The Devil All the Time is a 2020 American psychological thriller crime drama film directed by Antonio Campos, from a screenplay co-written with his brother Paulo Campos, based on the novel of the same name by Donald Ray Pollock. The film follows several characters whose stories weave together in two Southern Ohio towns during the period from the end of World War II to the 1960s. It features an ensemble cast that includes Tom Holland, Bill Skarsgård, Riley Keough, Jason Clarke, Sebastian Stan, Haley Bennett, Eliza Scanlen, Mia Wasikowska, and Robert Pattinson.

The Devil All the Time was released in select theaters on September 11, 2020, and on Netflix on September 16, 2020. It received mixed-to-positive reviews from critics, who praised the performances (particularly Holland and Pattinson) but were critical of the film's length and dark tone.

Plot
During World War II, while serving in the Solomon Islands, U.S. Marine Willard Russell finds Gunnery Sergeant Miller Jones skinned and crucified by Japanese soldiers. Willard ends Jones's agony by shooting him behind the ear. After the war, on his way home to Coal Creek, West Virginia, Willard passes through Meade, Ohio, where he meets Charlotte, a waitress at a diner, and a photographer named Carl Henderson. Willard and Charlotte marry and move to Knockemstiff, Ohio, where they have a son, whom they name Arvin.

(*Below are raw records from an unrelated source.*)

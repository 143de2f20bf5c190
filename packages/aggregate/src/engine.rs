//! The aggregation pipeline.

use std::sync::Arc;

use food_map_location::{LocationResolver, classify};
use food_map_poi_models::{CanonicalPoi, ProviderId, SearchRequest, SearchStrategy};
use food_map_provider::{PoiProvider, ProviderError, RadiusQuery, RegionQuery, with_timeout};
use futures::future::join_all;

use crate::config::EngineConfig;
use crate::merge::merge_pois;
use crate::rank::{apply_filters, sort_pois};
use crate::{AggregationError, ConfigurationError};

type ProviderResult = (ProviderId, Result<Vec<CanonicalPoi>, ProviderError>);

/// Runs searches across a fixed set of providers.
pub struct AggregationEngine {
    providers: Vec<Arc<dyn PoiProvider>>,
    config: EngineConfig,
}

impl AggregationEngine {
    /// Creates an engine over `providers`, which should be in priority
    /// order.
    ///
    /// # Errors
    ///
    /// Returns [`ConfigurationError::NoProviders`] if `providers` is empty.
    pub fn new(
        providers: Vec<Arc<dyn PoiProvider>>,
        config: EngineConfig,
    ) -> Result<Self, ConfigurationError> {
        if providers.is_empty() {
            return Err(ConfigurationError::NoProviders);
        }
        Ok(Self { providers, config })
    }

    /// Configured provider ids, in priority order.
    #[must_use]
    pub fn provider_ids(&self) -> Vec<ProviderId> {
        self.providers.iter().map(|p| p.id()).collect()
    }

    /// The engine's configuration.
    #[must_use]
    pub const fn config(&self) -> &EngineConfig {
        &self.config
    }

    /// Searches for food places matching `request`.
    ///
    /// The location is classified first: region names are text-searched,
    /// coordinates and addresses are resolved and radius-searched, and
    /// anything ambiguous tries the region path before falling back to the
    /// coordinate path. Results are merged across providers, ranked, then
    /// filtered.
    ///
    /// # Errors
    ///
    /// Returns [`AggregationError`] if no provider can take part, if every
    /// provider fails, or if the location cannot be resolved.
    pub async fn search(
        &self,
        request: &SearchRequest,
    ) -> Result<Vec<CanonicalPoi>, AggregationError> {
        let participants = self.participants(&request.providers)?;
        let strategy = classify(&request.location);

        log::info!(
            "Searching '{}' ({strategy}) with {} provider(s)",
            request.location,
            participants.len()
        );

        let mut pois = match strategy {
            SearchStrategy::Region => self.search_region(&participants, request).await?,
            SearchStrategy::Coordinate => self.search_coordinate(&participants, request).await?,
            SearchStrategy::Mixed => match self.search_region(&participants, request).await {
                Ok(pois) if !pois.is_empty() => pois,
                Ok(_) => {
                    log::info!("Region search found nothing, trying coordinate search");
                    self.search_coordinate(&participants, request).await?
                }
                Err(e) => {
                    log::info!("Region search unavailable ({e}), trying coordinate search");
                    self.search_coordinate(&participants, request).await?
                }
            },
        };

        sort_pois(&mut pois);
        let pois = apply_filters(pois, request);
        log::info!("Returning {} place(s)", pois.len());
        Ok(pois)
    }

    /// The request's providers in request order, or every configured one.
    fn participants(
        &self,
        requested: &[ProviderId],
    ) -> Result<Vec<Arc<dyn PoiProvider>>, AggregationError> {
        if requested.is_empty() {
            return Ok(self.providers.clone());
        }

        let mut selected: Vec<Arc<dyn PoiProvider>> = Vec::new();
        for id in requested {
            if selected.iter().any(|p| p.id() == *id) {
                continue;
            }
            match self.providers.iter().find(|p| p.id() == *id) {
                Some(provider) => selected.push(Arc::clone(provider)),
                None => log::warn!("Requested provider {id} is not configured, ignoring"),
            }
        }

        if selected.is_empty() {
            let requested: Vec<String> = requested.iter().map(ToString::to_string).collect();
            return Err(AggregationError::NoEligibleProviders(format!(
                "none of the requested providers ({}) is configured",
                requested.join(", ")
            )));
        }
        Ok(selected)
    }

    async fn search_region(
        &self,
        participants: &[Arc<dyn PoiProvider>],
        request: &SearchRequest,
    ) -> Result<Vec<CanonicalPoi>, AggregationError> {
        let eligible: Vec<&Arc<dyn PoiProvider>> = participants
            .iter()
            .filter(|p| p.supports_region_search())
            .collect();
        if eligible.is_empty() {
            return Err(AggregationError::NoEligibleProviders(
                "no participating provider supports region search".to_string(),
            ));
        }

        let query = RegionQuery {
            region: request.location.trim(),
            keyword: &request.keyword,
            poi_type_code: request.poi_type_code.as_deref(),
            city_limit: request.city_limit,
        };
        let timeout = self.config.provider_timeout;

        let results = join_all(eligible.iter().map(|provider| async move {
            let result =
                with_timeout(provider.id(), timeout, provider.search_by_region_text(&query)).await;
            (provider.id(), result)
        }))
        .await;

        self.union_results(SearchStrategy::Region, results)
    }

    async fn search_coordinate(
        &self,
        participants: &[Arc<dyn PoiProvider>],
        request: &SearchRequest,
    ) -> Result<Vec<CanonicalPoi>, AggregationError> {
        let resolver =
            LocationResolver::new(participants.to_vec()).with_timeout(self.config.provider_timeout);
        let center = resolver
            .resolve_with_policy(&request.location, &self.config.degraded_mode)
            .await?;
        log::info!("Searching within {}m of {center}", request.radius_meters);

        let query = RadiusQuery {
            center,
            radius_meters: request.radius_meters,
            keyword: &request.keyword,
            poi_type_code: request.poi_type_code.as_deref(),
        };
        let timeout = self.config.provider_timeout;

        let results = join_all(participants.iter().map(|provider| async move {
            let result =
                with_timeout(provider.id(), timeout, provider.search_by_radius(&query)).await;
            (provider.id(), result)
        }))
        .await;

        self.union_results(SearchStrategy::Coordinate, results)
    }

    /// Unions successful provider results in provider order and merges
    /// duplicates. Failures are logged and contribute nothing.
    fn union_results(
        &self,
        strategy: SearchStrategy,
        results: Vec<ProviderResult>,
    ) -> Result<Vec<CanonicalPoi>, AggregationError> {
        let attempted = results.len();
        let mut succeeded = 0;
        let mut union = Vec::new();

        for (provider, result) in results {
            match result {
                Ok(pois) => {
                    log::debug!("{provider}: {} place(s)", pois.len());
                    succeeded += 1;
                    union.extend(pois);
                }
                Err(e) => log::warn!("{strategy} search via {provider} failed: {e}"),
            }
        }

        if succeeded == 0 {
            return Err(AggregationError::AllProvidersFailed {
                strategy,
                attempted,
            });
        }

        let total = union.len();
        let merged = merge_pois(union, &self.config.dedup);
        log::info!(
            "{succeeded}/{attempted} provider(s) returned {total} place(s), {} after merging",
            merged.len()
        );
        Ok(merged)
    }
}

In 1950, Helen Hatton marries Roy Laferty. Roy is a bizarre, albeit charismatic, evangelical preacher who pours venomous spiders over his head while giving sermons to demonstrate his faith in God. Helen and Roy have a daughter named Lenora. During a sermon, Roy is bitten by a spider on his face and has a severe allergic reaction that affects his grip on reality and he comes to believe that he has the ability to resurrect the dead. Roy takes Helen out in the woods and stabs her in the neck with a screwdriver before trying and failing to resurrect her. A distraught Roy hitchhikes and is picked up by Carl Henderson and his wife Sandy. Carl and Sandy are revealed to be serial killers who pick up male hitchhikers and encourage them to have sex with Sandy while Carl takes photographs before murdering them. Roy refuses to have sex with Sandy but Carl shoots and kills him anyway.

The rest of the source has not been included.